Recorded data START

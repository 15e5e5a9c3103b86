use bevy::prelude::*;

use crate::events::GameEventBus;
use crate::game_flow::{FlowState, GameFlow};

pub struct InputPlugin;

impl Plugin for InputPlugin {
    fn build(&self, app: &mut App) {
        app.add_systems(
            PreUpdate,
            keyboard_to_events.run_if(resource_exists::<ButtonInput<KeyCode>>),
        );
    }
}

/// Keyboard in windowed mode; headless drivers write to the bus directly.
fn keyboard_to_events(
    keyboard: Res<ButtonInput<KeyCode>>,
    flow: Res<GameFlow>,
    mut bus: ResMut<GameEventBus>,
) {
    if keyboard.just_pressed(KeyCode::Escape) {
        let name = if flow.state == FlowState::Paused {
            "game_resume"
        } else {
            "game_pause"
        };
        bus.emit(name, serde_json::json!({}), None);
    }
    if keyboard.just_pressed(KeyCode::KeyR) {
        bus.emit("game_restart", serde_json::json!({}), None);
    }
}
use bstr::{BString, ByteSlice};
use log::{debug, info, warn};
use noodles::sam::alignment::RecordBuf;

use crate::error::{ConfigError, DemuxError, Result};
use crate::orphan::{OrphanReason, OrphanReporter};
use crate::pool::{MatchResult, PendingPool};
use crate::qc::DemuxStats;
use crate::record::{fill, validate, Base, Strand, MAX_LEN};
use crate::seqid::{SequenceIdentifier, MAX_TAG_LEN};
use crate::utils::complement;

#[derive(Debug, Clone, PartialEq, Eq)]
pub struct DemuxOptions {
    tag: String,
    max_len: usize,
    quality_offset: u8,
}

impl Default for DemuxOptions {
    fn default() -> Self {
        Self { tag: String::new(), max_len: MAX_LEN, quality_offset: 0 }
    }
}

impl DemuxOptions {
    pub fn new() -> Self {
        Self::default()
    }

    /// Barcode tag copied into every emitted identifier.
    pub fn with_tag<S: Into<String>>(mut self, tag: S) -> std::result::Result<Self, ConfigError> {
        let tag = tag.into();
        if tag.len() > MAX_TAG_LEN {
            return Err(ConfigError::TagTooLong { len: tag.len(), tag, max: MAX_TAG_LEN });
        }
        self.tag = tag;
        Ok(self)
    }

    /// Longest sequence accepted, at most [`MAX_LEN`].
    pub fn with_max_len(mut self, max_len: usize) -> std::result::Result<Self, ConfigError> {
        if max_len == 0 || max_len > MAX_LEN {
            return Err(ConfigError::InvalidMaxLength { value: max_len, max: MAX_LEN });
        }
        self.max_len = max_len;
        Ok(self)
    }

    /// Offset subtracted from stored quality values. Zero for well-formed
    /// SAM/BAM input, whose qualities are already zero-based.
    pub fn with_quality_offset(mut self, offset: u8) -> Self {
        self.quality_offset = offset;
        self
    }

    pub fn tag(&self) -> &str {
        &self.tag
    }

    pub fn max_len(&self) -> usize {
        self.max_len
    }

    pub fn quality_offset(&self) -> u8 {
        self.quality_offset
    }
}

#[derive(Debug, Clone, Copy, PartialEq, Eq)]
enum State {
    Reading,
    Done,
    Failed,
}

/// Pairs up mates from a stream of alignment records.
///
/// A demultiplexer owns its source, its pool and its output buffers. Pairs are
/// lent out by [`Demultiplexer::next_pair`] and stay valid until the next call.
#[derive(Debug)]
pub struct Demultiplexer<I> {
    source: I,
    options: DemuxOptions,
    pool: PendingPool,
    orphans: OrphanReporter,
    state: State,
    id: SequenceIdentifier,
    forward: Vec<Base>,
    reverse: Vec<Base>,
    forward_strand: Strand,
    reverse_strand: Strand,
    stats: DemuxStats,
}

impl<I> Demultiplexer<I>
where
    I: Iterator<Item = io::Result<RecordBuf>>,
{
    pub fn new(source: I, options: DemuxOptions) -> Self {
        let max_len = options.max_len;
        Self {
            source,
            options,
            pool: PendingPool::new(),
            orphans: OrphanReporter::default(),
            state: State::Reading,
            id: SequenceIdentifier::default(),
            forward: Vec::with_capacity(max_len),
            reverse: Vec::with_capacity(max_len),
            forward_strand: Strand::Forward,
            reverse_strand: Strand::Forward,
            stats: DemuxStats::default(),
        }
    }

    pub fn with_orphan_reporter(mut self, orphans: OrphanReporter) -> Self {
        self.orphans = orphans;
        self
    }

    /// Pull records until a pair is complete.
    ///
    /// Returns `Ok(None)` once the stream has ended; at that point every
    /// record still pending has been reported as unmatched. Once the stream
    /// has ended or failed, further calls return `Ok(None)` without doing
    /// anything.
    pub fn next_pair(&mut self) -> Result<Option<ReadPair<'_>>> {
        if self.state != State::Reading {
            return Ok(None);
        }

        loop {
            let record = match self.source.next() {
                Some(Ok(record)) => record,
                Some(Err(e)) => {
                    self.state = State::Failed;
                    debug!("Stream failed after {} records, {} pending", self.stats.records, self.pool.len());
                    return Err(DemuxError::Transport(e));
                }
                None => {
                    self.end_of_stream().inspect_err(|_| self.state = State::Failed)?;
                    return Ok(None);
                }
            };
            self.stats.records += 1;

            match self.accept(record) {
                Ok(true) => break,
                Ok(false) => {}
                Err(e) => {
                    self.state = State::Failed;
                    return Err(e);
                }
            }
        }

        Ok(Some(self.current_pair()))
    }

    /// Validate a record and offer it to the pool. Returns `true` when it
    /// completed a pair, which is then held in the output buffers.
    fn accept(&mut self, record: RecordBuf) -> Result<bool> {
        let key = match validate(&record, self.options.max_len) {
            Ok(name) => BString::from(name.to_vec()),
            Err(reason) => {
                report(&mut self.orphans, &mut self.stats, &record, OrphanReason::Rejected(reason))?;
                return Ok(false);
            }
        };

        let (mate, record) = match self.pool.try_match(key, record) {
            MatchResult::Inserted => return Ok(false),
            MatchResult::Matched { mate, record } => (mate, record),
        };

        let Some(mut id) = parse_identifier(&record) else {
            report(&mut self.orphans, &mut self.stats, &mate, OrphanReason::MalformedIdentifier)?;
            report(&mut self.orphans, &mut self.stats, &record, OrphanReason::MalformedIdentifier)?;
            return Ok(false);
        };
        id.set_tag(&self.options.tag);
        self.id = id;

        let (forward, reverse) = if record.flags().is_first_segment() {
            (&record, &mate)
        } else {
            (&mate, &record)
        };
        fill(forward, &mut self.forward, self.options.quality_offset);
        fill(reverse, &mut self.reverse, self.options.quality_offset);
        self.forward_strand = Strand::of(forward);
        self.reverse_strand = Strand::of(reverse);
        self.stats.pairs += 1;
        Ok(true)
    }

    fn end_of_stream(&mut self) -> Result<()> {
        self.state = State::Done;
        for (_, record) in self.pool.drain() {
            report(&mut self.orphans, &mut self.stats, &record, OrphanReason::UnmatchedAtEndOfStream)?;
        }
        info!(
            "Read {} records: {} pairs, {} orphans ({:.2}% paired)",
            self.stats.records,
            self.stats.pairs,
            self.stats.total_orphans(),
            self.stats.frac_paired() * 100.0
        );
        Ok(())
    }

    fn current_pair(&self) -> ReadPair<'_> {
        ReadPair {
            id: &self.id,
            forward: Mate { bases: &self.forward, strand: self.forward_strand },
            reverse: Mate { bases: &self.reverse, strand: self.reverse_strand },
        }
    }

    /// Close the demultiplexer, returning its final counters. The orphan sink
    /// is completed here; an error writing it is returned.
    ///
    /// Records still pending because the stream was not read to the end are
    /// counted as abandoned; they are not reported as orphans.
    pub fn finish(mut self) -> Result<DemuxStats> {
        if !self.pool.is_empty() {
            self.stats.abandoned = self.pool.len() as u64;
            warn!("Closed with {} records still waiting for their mate", self.pool.len());
        }
        self.orphans.finish().map_err(DemuxError::OrphanSink)?;
        Ok(self.stats)
    }

    /// Turn the demultiplexer into an iterator of owned pairs.
    pub fn pairs(self) -> PairBufs<I> {
        PairBufs { inner: self }
    }

    pub fn stats(&self) -> &DemuxStats {
        &self.stats
    }

    pub fn options(&self) -> &DemuxOptions {
        &self.options
    }

    /// Number of records waiting for their mate.
    pub fn pending(&self) -> usize {
        self.pool.len()
    }

    pub fn is_done(&self) -> bool {
        self.state != State::Reading
    }
}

Recorded data END

What to work on:
Copy verbatim, from the listing above, each line from the one containing "id.set_tag(&self.options.tag);" down to the one containing "fill(forward, &mut self.forward, self.options.quality_offset);", inclusive.

Answer box:
        id.set_tag(&self.options.tag);
        self.id = id;

        let (forward, reverse) = if record.flags().is_first_segment() {
            (&record, &mate)
        } else {
            (&mate, &record)
        };
        fill(forward, &mut self.forward, self.options.quality_offset);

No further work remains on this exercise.